Scientists

RAMAN , SIR CHANDRASEKHARA VENKATA

(1888–1970) Indian physicist
Raman was born at Trichinopoly (now Tiruchirappalli) in India and educated at the University of Madras. However, although he revealed considerable talent, he was unable to pursue his education overseas because of ill health. Instead, he chose to enter the civil service where he worked as an auditor for ten years while continuing with his own private research. In 1917 he took up an appointment as professor of physics at the University of Calcutta. In 1933 he moved to Bangalore where he first headed the physics department at the Indian Institute of Science and later, in 1948, became founding director of the Raman Institute.

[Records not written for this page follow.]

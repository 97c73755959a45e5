//! Renders a showcase scene and saves it as a PNG.
//!
//! Usage: `cargo run --release --example render_scene [config.json] [output.png]`
//!
//! The optional JSON file holds a `RenderConfig`, e.g.
//! `{ "bounces": 4, "scanner": "line_parallel", "threads": 8 }`.

use std::f64::consts::{FRAC_PI_2, FRAC_PI_3, FRAC_PI_4};

use anyhow::{Context, Result};
use lumen_core::{color::rgb, Canvas, Material, PointLight};
use lumen_math::{DMat4, DVec3};
use lumen_renderer::{render, Camera, CsgOperation, RenderConfig, Scene, Surface};
use rand::{Rng, SeedableRng};

const WIDTH: usize = 640;
const HEIGHT: usize = 360;

fn main() -> Result<()> {
    env_logger::Builder::from_default_env()
        .filter_level(log::LevelFilter::Info)
        .init();

    let mut args = std::env::args().skip(1);
    let config = match args.next() {
        Some(path) => {
            let json = std::fs::read_to_string(&path)
                .with_context(|| format!("Failed to read config {}", path))?;
            RenderConfig::from_json(&json)?
        }
        None => RenderConfig::default(),
    };
    let output = args.next().unwrap_or_else(|| "output.png".to_string());

    let start = std::time::Instant::now();
    let scene = build_scene()?;
    log::info!("Scene built in {:?}", start.elapsed());

    let camera = Camera::new(
        DVec3::new(0.0, 3.0, -9.0),
        DVec3::new(0.0, 0.8, 0.0),
        DVec3::Y,
        FRAC_PI_3,
    );

    let mut canvas = Canvas::new(WIDTH, HEIGHT);
    render(&camera, &scene, &mut canvas, &config)?;

    image::save_buffer(
        &output,
        &canvas.to_rgba8(),
        WIDTH as u32,
        HEIGHT as u32,
        image::ColorType::Rgba8,
    )
    .with_context(|| format!("Failed to save {}", output))?;
    log::info!("Saved to {}", output);

    Ok(())
}

fn build_scene() -> Result<Scene> {
    let floor = Surface::plane().with_material(
        Material::new(rgb(0.35, 0.35, 0.4))
            .with_phong(0.1, 0.8, 0.1, 50.0)
            .with_reflective(0.2),
    );

    let glass = Surface::sphere()
        .with_transform(DMat4::from_translation(DVec3::new(0.0, 1.0, 0.0)))
        .with_material(Material::glass().with_reflective(0.9))
        .with_no_shadow(true);

    // Rounded die: cube intersected with a sphere, minus a cylinder bore
    let die = Surface::csg_chain(
        CsgOperation::Difference,
        vec![
            Surface::csg(
                CsgOperation::Intersection,
                Surface::cube(),
                Surface::sphere().with_transform(DMat4::from_scale(DVec3::splat(1.35))),
            ),
            Surface::cylinder(-2.0, 2.0, true)
                .with_transform(DMat4::from_scale(DVec3::new(0.5, 1.0, 0.5))),
        ],
    )?
    .with_transform(
        DMat4::from_translation(DVec3::new(-2.8, 1.0, 0.5)) * DMat4::from_rotation_y(FRAC_PI_4),
    )
    .with_material(Material::new(rgb(0.9, 0.3, 0.2)));

    let ring = Surface::torus(1.0, 0.25)
        .with_transform(
            DMat4::from_translation(DVec3::new(2.8, 1.0, 0.5)) * DMat4::from_rotation_x(FRAC_PI_2 * 0.7),
        )
        .with_material(Material::new(rgb(0.9, 0.75, 0.3)).with_reflective(0.4));

    let cone = Surface::conic(-1.0, 0.0, true)
        .with_transform(
            DMat4::from_translation(DVec3::new(0.0, 1.0, 3.0)) * DMat4::from_scale(DVec3::new(0.6, 1.0, 0.6)),
        )
        .with_material(Material::new(rgb(0.3, 0.6, 0.9)));

    let pyramid = Surface::group(vec![
        Surface::triangle(DVec3::new(-1.0, 0.0, -1.0), DVec3::new(1.0, 0.0, -1.0), DVec3::new(0.0, 1.5, 0.0)),
        Surface::triangle(DVec3::new(1.0, 0.0, -1.0), DVec3::new(1.0, 0.0, 1.0), DVec3::new(0.0, 1.5, 0.0)),
        Surface::triangle(DVec3::new(1.0, 0.0, 1.0), DVec3::new(-1.0, 0.0, 1.0), DVec3::new(0.0, 1.5, 0.0)),
        Surface::triangle(DVec3::new(-1.0, 0.0, 1.0), DVec3::new(-1.0, 0.0, -1.0), DVec3::new(0.0, 1.5, 0.0)),
    ])
    .with_transform(DMat4::from_translation(DVec3::new(-1.6, 0.0, 3.2)))
    .with_material(Material::new(rgb(0.4, 0.8, 0.4)));

    // A scatter of small spheres, one group so the box prunes them together
    let mut rng = rand::rngs::StdRng::seed_from_u64(42);
    let pebbles = (0..24)
        .map(|_| {
            let position = DVec3::new(rng.gen_range(-4.5..4.5), 0.2, rng.gen_range(-3.0..-1.5));
            let color = rgb(rng.gen(), rng.gen(), rng.gen());
            Surface::sphere()
                .with_transform(DMat4::from_translation(position) * DMat4::from_scale(DVec3::splat(0.2)))
                .with_material(Material::new(color).with_reflective(rng.gen_range(0.0..0.3)))
        })
        .collect();

    let scene = Scene::new()
        .with_light(PointLight::white(DVec3::new(-8.0, 10.0, -10.0)))
        .with_light(PointLight::new(DVec3::new(6.0, 6.0, -6.0), rgb(0.3, 0.3, 0.35)))
        .with_background(rgb(0.05, 0.07, 0.12))
        .with_surface(floor)
        .with_surface(glass)
        .with_surface(die)
        .with_surface(ring)
        .with_surface(cone)
        .with_surface(pyramid)
        .with_surface(Surface::group(pebbles));

    log::info!("Created {} top-level surfaces", scene.surfaces().len());
    Ok(scene)
}
//! Axis-aligned cube primitive.

use lumen_math::{BoundingBox, DVec3, Point, Ray, Vector, EPSILON};

use super::{LocalGeometry, LocalHit};

/// The cube spanning -1..1 on every local axis.
#[derive(Debug, Clone, Copy, Default, PartialEq)]
pub struct Cube;

/// Entry and exit distances against the pair of planes at -1 and +1 on one axis.
fn check_axis(origin: f64, direction: f64) -> (f64, f64) {
    let tmin_numerator = -1.0 - origin;
    let tmax_numerator = 1.0 - origin;

    let (tmin, tmax) = if direction.abs() >= EPSILON {
        (tmin_numerator / direction, tmax_numerator / direction)
    } else {
        (tmin_numerator * f64::INFINITY, tmax_numerator * f64::INFINITY)
    };

    if tmin > tmax {
        (tmax, tmin)
    } else {
        (tmin, tmax)
    }
}

impl LocalGeometry for Cube {
    /// Slab method: the largest entry and the smallest exit over all axes.
    fn local_intersect(&self, ray: &Ray, hits: &mut Vec<LocalHit>) {
        let (xtmin, xtmax) = check_axis(ray.origin.x, ray.direction.x);
        let (ytmin, ytmax) = check_axis(ray.origin.y, ray.direction.y);
        let (ztmin, ztmax) = check_axis(ray.origin.z, ray.direction.z);

        let tmin = xtmin.max(ytmin).max(ztmin);
        let tmax = xtmax.min(ytmax).min(ztmax);

        if tmin > tmax {
            return;
        }
        hits.push(LocalHit::at(tmin));
        hits.push(LocalHit::at(tmax));
    }

    fn local_normal_at(&self, point: Point, _hit: &LocalHit) -> Vector {
        let abs = point.abs();
        let maxc = abs.max_element();

        if maxc == abs.x {
            DVec3::new(point.x, 0.0, 0.0)
        } else if maxc == abs.y {
            DVec3::new(0.0, point.y, 0.0)
        } else {
            DVec3::new(0.0, 0.0, point.z)
        }
    }

    fn local_bounds(&self) -> Option<BoundingBox> {
        Some(BoundingBox::new(DVec3::NEG_ONE, DVec3::ONE))
    }
}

In 1928 he discovered a spectral effect for which, in 1930, he was awarded the Nobel Prize for physics, thus becoming not only the first Indian but the first Asian to be so honored. TheRaman effect(as it is now known) occurs when visible radiation is scattered by the molecules in the medium. Not only will the original frequency of the incident light be found but in addition specific new-frequency lines will be detected as a result of the interaction of photons with the molecules. From these new lines in the spectrum (Raman lines) information can be deduced about the molecular structure. The effect is similar to that found by Arthur Compton for x-rays and had in fact been predicted by Werner Heisenberg some years earlier.